------ RECORDS TO PROCESS ------
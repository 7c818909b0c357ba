//! Cryptographic operations for the ledger
//!
//! This module provides:
//! - Ed25519 key pair generation, signing, and verification
//! - SHA-256 hashing for transactions and blocks
//! - Address derivation from public keys

use crate::{Error, Result};
use ed25519_dalek::{Signature, Signer, SigningKey, Verifier, VerifyingKey};
use ripemd::Ripemd160;
use sha2::{Digest, Sha256};

/// Suffix appended to every base58 address
pub const ADDRESS_SUFFIX: char = 'L';

/// Length of a hex-encoded public key
pub const PUBLIC_KEY_HEX_LEN: usize = 64;

/// Length of a hex-encoded signature
pub const SIGNATURE_HEX_LEN: usize = 128;

/// Ed25519 key pair for forging
#[derive(Debug, Clone)]
pub struct KeyPair {
    signing_key: SigningKey,
    verifying_key: VerifyingKey,
}

impl KeyPair {
    /// Generate a new random key pair
    pub fn generate() -> Self {
        Self::from_seed(&rand::random::<[u8; 32]>())
    }

    /// Create from seed (32 bytes) - deterministic generation
    pub fn from_seed(seed: &[u8; 32]) -> Self {
        let signing_key = SigningKey::from_bytes(seed);
        let verifying_key = signing_key.verifying_key();

        Self {
            signing_key,
            verifying_key,
        }
    }

    /// Derive a key pair from a passphrase: the seed is SHA-256 of its bytes
    pub fn from_passphrase(secret: &str) -> Self {
        Self::from_seed(&hash_bytes(secret.as_bytes()))
    }

    /// Get public key bytes
    pub fn public_key(&self) -> [u8; 32] {
        self.verifying_key.to_bytes()
    }

    /// Public key as lowercase hex
    pub fn public_key_hex(&self) -> String {
        hex::encode(self.public_key())
    }

    /// Address owned by this key pair
    pub fn address(&self) -> String {
        address_from_key_bytes(&self.public_key())
    }

    /// Sign a message (already hashed by the caller)
    pub fn sign(&self, message: &[u8]) -> [u8; 64] {
        self.signing_key.sign(message).to_bytes()
    }
}

/// Verify a detached signature with a public key
///
/// Returns false for a signature that does not verify or a key that is not a
/// valid curve point.
pub fn verify_signature(message: &[u8], signature: &[u8; 64], public_key: &[u8; 32]) -> bool {
    let signature = Signature::from_bytes(signature);

    let verifying_key = match VerifyingKey::from_bytes(public_key) {
        Ok(key) => key,
        Err(_) => return false,
    };

    verifying_key.verify(message, &signature).is_ok()
}

/// Hash arbitrary bytes using SHA-256
pub fn hash_bytes(data: &[u8]) -> [u8; 32] {
    let mut hasher = Sha256::new();
    hasher.update(data);
    hasher.finalize().into()
}

/// Decode a fixed-width hex field
pub fn decode_hex_array<const N: usize>(field: &str, value: &str) -> Result<[u8; N]> {
    let bytes = hex::decode(value)
        .map_err(|e| Error::Encoding(format!("{} is not valid hex: {}", field, e)))?;
    bytes.try_into().map_err(|bytes: Vec<u8>| {
        Error::Encoding(format!(
            "{} must be {} bytes, got {}",
            field,
            N,
            bytes.len()
        ))
    })
}

/// Check that a public key is a 64-character hex string
pub fn check_public_key(public_key: &str) -> Result<()> {
    if public_key.len() != PUBLIC_KEY_HEX_LEN {
        return Err(Error::InvalidPublicKey(format!(
            "must be {} characters long",
            PUBLIC_KEY_HEX_LEN
        )));
    }
    if !public_key.bytes().all(|b| b.is_ascii_hexdigit()) {
        return Err(Error::InvalidPublicKey("must be a hex string".to_string()));
    }
    Ok(())
}

/// Derive an address: base58(RIPEMD160(SHA256(public key))) followed by `L`
pub fn address_from_key_bytes(public_key: &[u8]) -> String {
    let sha = Sha256::digest(public_key);
    let ripe = Ripemd160::digest(sha);
    let mut address = bs58::encode(ripe).into_string();
    address.push(ADDRESS_SUFFIX);
    address
}

/// Derive an address from a hex-encoded public key
pub fn address_from_public_key(public_key: &str) -> Result<String> {
    let bytes = hex::decode(public_key)
        .map_err(|e| Error::Encoding(format!("publicKey is not valid hex: {}", e)))?;
    Ok(address_from_key_bytes(&bytes))
}

#[cfg(test)]
mod tests {
    use super::*;

    #[test]
    fn test_keypair_from_seed() {
        let seed = [42u8; 32];
        let keypair1 = KeyPair::from_seed(&seed);
        let keypair2 = KeyPair::from_seed(&seed);

        assert_eq!(keypair1.public_key(), keypair2.public_key());
        assert_eq!(keypair1.address(), keypair2.address());
    }

    #[test]
    fn test_sign_and_verify() {
        let keypair = KeyPair::generate();
        let message = hash_bytes(b"block header");

        let signature = keypair.sign(&message);
        assert!(verify_signature(&message, &signature, &keypair.public_key()));

        let other = KeyPair::generate();
        assert!(!verify_signature(&message, &signature, &other.public_key()));
    }

    #[test]
    fn test_known_signature_vector() {
        // RFC 8032 test vector 1
        let seed = [
            0x9d, 0x61, 0xb1, 0x9d, 0xef, 0xfd, 0x5a, 0x60,
            0xba, 0x84, 0x4a, 0xf4, 0x92, 0xec, 0x2c, 0xc4,
            0x44, 0x49, 0xc5, 0x69, 0x7b, 0x32, 0x69, 0x19,
            0x70, 0x3b, 0xac, 0x03, 0x1c, 0xae, 0x7f, 0x60,
        ];

        let keypair = KeyPair::from_seed(&seed);
        assert_eq!(
            keypair.public_key_hex(),
            "d75a980182b10ab7d54bfed3c964073a0ee172f3daa62325af021a68f707511a"
        );
        let signature = keypair.sign(b"");
        assert!(verify_signature(b"", &signature, &keypair.public_key()));
    }

    #[test]
    fn test_address_shape() {
        let keypair = KeyPair::from_seed(&[7u8; 32]);
        let address = keypair.address();

        assert!(address.ends_with(ADDRESS_SUFFIX));
        assert_eq!(
            address_from_public_key(&keypair.public_key_hex()).unwrap(),
            address
        );
        // 20-byte digest plus suffix
        assert!(address.len() > 20 && address.len() <= 29);
    }

    #[test]
    fn test_check_public_key() {
        assert!(check_public_key(&"ab".repeat(32)).is_ok());
        assert!(matches!(
            check_public_key("abcd"),
            Err(Error::InvalidPublicKey(_))
        ));
        assert!(matches!(
            check_public_key(&"zz".repeat(32)),
            Err(Error::InvalidPublicKey(_))
        ));
    }

    #[test]
    fn test_decode_hex_array_length() {
        let ok: [u8; 4] = decode_hex_array("field", "01020304").unwrap();
        assert_eq!(ok, [1, 2, 3, 4]);
        assert!(matches!(
            decode_hex_array::<4>("field", "0102"),
            Err(Error::Encoding(_))
        ));
        assert!(matches!(
            decode_hex_array::<1>("field", "g0"),
            Err(Error::Encoding(_))
        ));
    }
}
------
● WORK ITEM:
Lines holding "that": copy each one from the records above.

● THE ANSWER:
/// Returns false for a signature that does not verify or a key that is not a
/// Check that a public key is a 64-character hex string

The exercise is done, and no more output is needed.